Langkah Dewa dan Anissa terhenti saat melihat bagaimana pemandangan yang tersaji di depannya. Bagaimana Mario dan Dea bermain bersama dengan bayi Ronald. Bagaimana mereka berdua dengan berdampingan dan kemudian di depannya ada bayi Ronald yang terkadang menendang-nendang tak tentu arah. Rasa kangen yang ada pada Dewa dan Anissa langsung membuncah melihat putrinya sekarang ada di hadapan mereka. Mereka bersyukur, bahwa benar keluarga Bara menjaga anaknya dengan baik.

"Dea, anakku..." Sapa Dewa dengan suara tertahanya. Dea langsung menghentikan semua kegiatannya. Suara yang memenuhi ruang dengarnya membuatnya menoleh ke arah sumber suara tersebut. Bukan hanya Dea yang menghentikan apa yang dilakukannya sekarang, Mario juga melakukan hal yang sama. Sesaat, Mario melihat pada Dea dan kemudian bersama dengan Dea, mereka menoleh pada sumber suara.

"Papa...."

Ucapan itu disertai dengan buliran air mata yang tiba-tiba saja turun dari mata Dea. Dia lalu berlari menghambur pada Dewa dan Anissa. Tumpah sudah tangisan dari Dea. Rasa kangen itu langsung terobati dengan kedatangan Dewa, Anissa dan Devon.

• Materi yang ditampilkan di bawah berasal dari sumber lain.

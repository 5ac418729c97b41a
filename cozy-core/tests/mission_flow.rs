use std::cell::RefCell;
use std::rc::Rc;

use cozy_core::{
    CozyEngine, CozyError, CozyEvent, KeyValueStore, ManualClock, MemoryStore, MissionStatus,
    PollOutcome, constants,
};

const T0: i64 = 1_717_171_717_000;

fn engine_over(store: &MemoryStore, clock: &ManualClock, seed: u64) -> CozyEngine<MemoryStore, ManualClock> {
    CozyEngine::new(store.clone(), clock.clone(), seed)
}

#[test]
fn fifteen_minute_mission_end_to_end() {
    let store = MemoryStore::new();
    let clock = ManualClock::new(T0);
    let engine = engine_over(&store, &clock, 99);

    engine.start_mission(true, Some(15.0)).unwrap();
    assert_eq!(
        store.get_item(constants::KEY_MISSION_STATUS).unwrap().as_deref(),
        Some("waiting")
    );
    assert_eq!(
        store.get_item(constants::KEY_MISSION_DURATION).unwrap().as_deref(),
        Some("900000")
    );

    clock.advance_minutes(7.5);
    let PollOutcome::Running(progress) = engine.poll().unwrap() else {
        panic!("mission should still be running");
    };
    assert_eq!(progress.remaining_ms, 450_000);
    assert_eq!(progress.countdown_label(), "00:07:30");

    clock.advance_minutes(7.5);
    assert_eq!(engine.poll().unwrap(), PollOutcome::Finished);
    assert_eq!(engine.mission_status(), MissionStatus::Completed);
    assert_eq!(store.get_item(constants::KEY_MISSION_START).unwrap(), None);

    let summary = engine.claim_rewards().unwrap();
    assert_eq!(summary.flowers, 150);
    assert_eq!(summary.balance, 150);
    assert_eq!(
        store.get_item(constants::KEY_FLOWERS).unwrap().as_deref(),
        Some("150")
    );
    assert_eq!(engine.mission_status(), MissionStatus::Idle);
}

#[test]
fn completion_with_empty_pool_credits_flowers_only() {
    let store = MemoryStore::new();
    store
        .set_item(
            constants::KEY_OUTFITS_UNLOCKED,
            r#"["default","party_pudding","royal_highness","dark_mode","golden_god"]"#,
        )
        .unwrap();
    let clock = ManualClock::new(T0);
    let engine = engine_over(&store, &clock, 5);

    engine.start_mission(true, Some(4.0)).unwrap();
    clock.advance_minutes(4.0);
    engine.poll().unwrap();
    let summary = engine.claim_rewards().unwrap();

    assert_eq!(summary.flowers, 40);
    assert!(summary.unlocked.is_none());
    assert_eq!(store.get_item(constants::KEY_PENDING_UNLOCK).unwrap(), None);
}

#[test]
fn dropped_outfit_reaches_the_modal_exactly_once() {
    let store = MemoryStore::new();
    let clock = ManualClock::new(T0);
    let engine = engine_over(&store, &clock, 2024);
    let earned = Rc::new(RefCell::new(Vec::new()));
    let sink = Rc::clone(&earned);
    engine.events().subscribe(move |event| {
        if let CozyEvent::RewardEarned { unlocked, .. } = event {
            sink.borrow_mut().push(unlocked.clone());
        }
    });

    engine.start_mission(true, Some(240.0)).unwrap();
    clock.advance_minutes(240.0);
    engine.poll().unwrap();
    let summary = engine.claim_rewards().unwrap();
    let outfit = summary.unlocked.expect("4h missions always drop");

    assert_eq!(summary.flowers, 2_400);
    assert_eq!(*earned.borrow(), vec![Some(outfit.id.to_string())]);

    // A reload between the reward and home screens keeps the mailbox.
    let reloaded = engine_over(&store, &clock, 7);
    assert!(reloaded.wardrobe().is_unlocked(outfit.id));
    assert_eq!(reloaded.take_pending_unlock().unwrap(), Some(outfit));
    assert_eq!(reloaded.take_pending_unlock().unwrap(), None);

    reloaded.acknowledge_unlock(outfit.id, true).unwrap();
    assert_eq!(reloaded.snapshot().equipped_outfit, outfit.id);
}

#[test]
fn closet_purchase_after_missions() {
    let store = MemoryStore::new();
    let clock = ManualClock::new(T0);
    let engine = engine_over(&store, &clock, 1);

    assert_eq!(
        engine.purchase_outfit("cool_cat"),
        Err(CozyError::InsufficientFlowers {
            needed: 150,
            balance: 0
        })
    );
    engine.start_mission(true, Some(15.0)).unwrap();
    engine.skip().unwrap();
    engine.claim_rewards().unwrap();

    engine.purchase_outfit("cool_cat").unwrap();
    assert_eq!(engine.ledger().balance(), 0);
    assert_eq!(
        engine.purchase_outfit("cool_cat"),
        Err(CozyError::AlreadyOwned("cool_cat".into()))
    );
    assert_eq!(
        engine.purchase_outfit("golden_god"),
        Err(CozyError::NotPurchasable("golden_god".into()))
    );
    engine.equip_outfit("cool_cat").unwrap();
    assert_eq!(engine.snapshot().equipped_outfit, "cool_cat");
}

#[test]
fn wallet_gate_and_reset_demo() {
    let store = MemoryStore::new();
    let clock = ManualClock::new(T0);
    let engine = engine_over(&store, &clock, 3);

    assert_eq!(
        engine.start_mission(false, None),
        Err(CozyError::WalletNotConnected)
    );
    assert!(store.is_empty());

    engine.start_mission(true, None).unwrap();
    engine.select_strategy("degen").unwrap();
    assert!(!store.is_empty());

    engine.reset_demo().unwrap();
    assert!(store.is_empty());
    let snapshot = engine.snapshot();
    assert_eq!(snapshot.balance, 0);
    assert_eq!(snapshot.strategy, "safe");
    assert_eq!(snapshot.mission_status, MissionStatus::Idle);
    assert_eq!(engine.timer().duration_ms(), constants::FALLBACK_DURATION_MS);
}

#[test]
fn corrupted_store_reads_fall_back_to_defaults() {
    let store = MemoryStore::new();
    for (key, value) in [
        (constants::KEY_FLOWERS, "lots"),
        (constants::KEY_MISSION_STATUS, "sleeping"),
        (constants::KEY_MISSION_DURATION, "0"),
        (constants::KEY_OUTFITS_UNLOCKED, "{not json"),
        (constants::KEY_OUTFIT_EQUIPPED, "tuxedo"),
        (constants::KEY_STRATEGY, "yolo"),
    ] {
        store.set_item(key, value).unwrap();
    }
    let engine = engine_over(&store, &ManualClock::new(T0), 0);

    let snapshot = engine.snapshot();
    assert_eq!(snapshot.balance, 0);
    assert_eq!(snapshot.mission_status, MissionStatus::Idle);
    assert_eq!(snapshot.unlocked_outfits, vec!["default".to_string()]);
    assert_eq!(snapshot.equipped_outfit, "default");
    assert_eq!(snapshot.strategy, "safe");
    assert_eq!(engine.timer().duration_ms(), 10_000);
}
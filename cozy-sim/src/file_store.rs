//! JSON-file key-value store so simulated profiles persist between runs.

use std::cell::RefCell;
use std::collections::BTreeMap;
use std::fs;
use std::path::{Path, PathBuf};

use cozy_core::KeyValueStore;

#[derive(Debug, thiserror::Error)]
pub enum FileStoreError {
    #[error("Store I/O error: {0}")]
    Io(#[from] std::io::Error),
    #[error("Store file is not a JSON object of strings: {0}")]
    Json(#[from] serde_json::Error),
}

/// The whole map is rewritten on every mutation; profiles are a handful of
/// short keys.
#[derive(Debug)]
pub struct FileStore {
    path: PathBuf,
    entries: RefCell<BTreeMap<String, String>>,
}

impl FileStore {
    /// Open `path`, starting empty when the file does not exist yet.
    ///
    /// # Errors
    /// Returns an error if the file exists but cannot be read or parsed.
    pub fn open(path: impl Into<PathBuf>) -> Result<Self, FileStoreError> {
        let path = path.into();
        let entries = if path.exists() {
            let raw = fs::read_to_string(&path)?;
            if raw.trim().is_empty() {
                BTreeMap::new()
            } else {
                serde_json::from_str(&raw)?
            }
        } else {
            BTreeMap::new()
        };
        log::debug!("opened store {} with {} keys", path.display(), entries.len());
        Ok(Self {
            path,
            entries: RefCell::new(entries),
        })
    }

    pub fn path(&self) -> &Path {
        &self.path
    }

    fn persist(&self) -> Result<(), FileStoreError> {
        if let Some(parent) = self.path.parent()
            && !parent.as_os_str().is_empty()
        {
            fs::create_dir_all(parent)?;
        }
        let json = serde_json::to_string_pretty(&*self.entries.borrow())?;
        fs::write(&self.path, json)?;
        Ok(())
    }
}

impl KeyValueStore for FileStore {
    type Error = FileStoreError;

    fn get_item(&self, key: &str) -> Result<Option<String>, Self::Error> {
        Ok(self.entries.borrow().get(key).cloned())
    }

    fn set_item(&self, key: &str, value: &str) -> Result<(), Self::Error> {
        self.entries
            .borrow_mut()
            .insert(key.to_string(), value.to_string());
        self.persist()
    }

    fn remove_item(&self, key: &str) -> Result<(), Self::Error> {
        if self.entries.borrow_mut().remove(key).is_none() {
            return Ok(());
        }
        self.persist()
    }

    fn clear(&self) -> Result<(), Self::Error> {
        self.entries.borrow_mut().clear();
        self.persist()
    }
}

Tangisan bukan hanya keluar dari Dea, Dewa dan Anissa pun juga tidak kalah deras air matanya. Melihat itu, Lina lalu mengambil Ronald lalu memindahkan anak bayi itu ke kamar supaya tidak terganggu. Lagipula, Ronald juga sudah tertidur. Udara malam tentu tidak baik untuk bayi.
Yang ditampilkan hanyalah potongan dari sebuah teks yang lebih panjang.